Eichsteller’s (2010) consideration of social pedagogical Haltung, drawing on the work of Mührel, introduced the notions of ‘comprehending’ and ‘regarding’. Comprehending points towards growing understanding of others, their way of life, through dialogue and empathy. In contrast, regarding relates to openness to what cannot be understood, to accepting people with deep respect for who they are. There is tension and need for movement between the two (Eichsteller, 2010). While these concepts relate to professional practice in social pedagogy, I tentatively suggest that a nascent sense particularly of comprehending and, to some extent, of regarding was present in the reflecting team discussions.

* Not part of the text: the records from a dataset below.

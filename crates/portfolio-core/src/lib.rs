//! Portfolio Core Library
//!
//! Browser-free logic behind the portfolio site.
//!
//! ## Overview
//!
//! The site is a single scrolling page whose sections animate against scroll
//! and pointer position. Everything that can be expressed without a DOM lives
//! here so it can be tested natively:
//!
//! - **content**: the hand-authored services, projects, links and copy
//! - **motion**: easing, visual states, timelines, playheads, scroll ranges,
//!   smoothing and scroll velocity
//! - **cursor** / **magnetic**: pointer-following state for the custom cursor
//!   and magnetic buttons
//! - **preloader** / **page**: the two transient UI flags and the timing that
//!   drives them
//! - **choreography**: the concrete timelines each section registers
//!
//! ## Quick Start
//!
//! ```
//! use portfolio_core::motion::{ElementMetrics, ScrollReveal};
//! use portfolio_core::choreography::services;
//!
//! let mut reveal = ScrollReveal::new(services::row_trigger(), services::row_reveal("row").unwrap());
//!
//! // Row sits below the fold: nothing plays yet.
//! let below = ElementMetrics { top: 900.0, height: 120.0, viewport_height: 800.0 };
//! assert!(!reveal.update(below, 16.0).is_playing());
//! ```

pub mod choreography;
pub mod config;
pub mod content;
pub mod cursor;
pub mod error;
pub mod magnetic;
pub mod motion;
pub mod page;
pub mod preloader;

// Re-exports
pub use config::SiteConfig;
pub use content::{ProjectEntry, ServiceEntry, SocialIcon, SocialLink};
pub use cursor::{BlendMode, CursorFrame, CursorState, PointerKind};
pub use error::MotionError;
pub use magnetic::MagneticState;
pub use motion::{Ease, Timeline, TimelineBuilder, Vec2, VisualState};
pub use page::{Anchor, PageState, MOBILE_NAV_ANCHORS, NAV_ANCHORS};
pub use preloader::PreloaderPhase;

There is a growing momentum behind strengths-based approaches in social work (DoH, 2017; SCIE, 2018). At a practice level, this calls for a renewing of social work skills that recognise capabilities and strengths in individuals and communities, as well as different hopes, aspirations and needs. Being able to do this is a creative task, requiring thinking beyond dominant discourses, as well as empathy and a developing ethical perspective. There are different ways of supporting students to develop this stance. One example of this has been explored in this paper, and several others are explored in some of the material cited. These examples can be drawn on to think about and develop a ‘process curriculum’ (Holmström, 2014, p. 461), paying attention to developmental as well as academic outcomes.

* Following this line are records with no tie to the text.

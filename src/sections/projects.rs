//! Selected work
//!
//! Each project row rises into place once its top crosses 80% of the
//! viewport, and reverses if scrolled back above that line.

use dioxus::prelude::*;
use portfolio_core::choreography::projects::{self, SECTION_ID};
use portfolio_core::content::PROJECTS;
use portfolio_ui::ProjectCard;

use crate::context::use_site_config;
use crate::dom::{self, register_reveals, use_motion, Registration, RevealSpec};

#[component]
pub fn Projects() -> Element {
    let config = use_site_config();

    use_motion("projects", move || {
        if !dom::motion_allowed(&config) {
            return Ok(Registration::new());
        }
        let specs = (0..PROJECTS.len())
            .filter_map(|index| {
                let row_id = projects::row_id(index);
                projects::row_reveal(&row_id)
                    .inspect_err(|err| tracing::warn!(error = %err, "Project reveal invalid"))
                    .ok()
                    .map(|timeline| RevealSpec::new(row_id, projects::row_trigger(), timeline))
            })
            .collect();
        register_reveals(specs)
    });

    let count = format!("{:02}", PROJECTS.len());

    rsx! {
        section { id: SECTION_ID, class: "projects",
            header { class: "section-heading",
                span { class: "section-kicker", "(Selected work)" }
                h2 { class: "section-title", "Projects" }
                span { class: "section-count", "{count}" }
            }
            div { class: "project-list",
                for (index, entry) in PROJECTS.into_iter().enumerate() {
                    ProjectCard { key: "{entry.title}", entry, index, row_id: projects::row_id(index) }
                }
            }
        }
    }
}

For the students involved in the example discussed here, their experience was part of preparation for practice, rather than practice itself. In a practice scenario the constraints of agency and policy context come more fully into play, and often come into conflict with an ethical stance. These constraints also impact on social work education, and higher education more broadly (Mahony and Weiner, 2019). Courses need to prepare students for working in contemporary social work practice. The challenges explored earlier in this paper create a dilemma for social work education. Nevertheless, if new generations of social workers are going to think not only about what is required of them, but also about what kind of social work people need, then spaces to think, feel and develop are central, rather than luxuries that cannot be afforded.
Conclusion
This paper has reflected on the value of creativity in social work education. The wider context for social work in England, and possibly beyond, constrains space for creative and ethical practice. At the same time, this makes it more important for future social workers to be given opportunities to develop empathy and commitment to relationship building, as well as an ethical stance for practice. Social pedagogical thinking and practice provides a different framework for thinking through some of these issues. The connections and differences with social work (Cameron, 2013; Hatton, 2013; Charfe and Gardner, 2019; Kemp, 2011; Ruch et al., 2016) offer both encouragement and challenge. This paper is written in recognition of the need for both allies and critical friends towards social professional practice that is creative, humane and meaningful for the people it serves.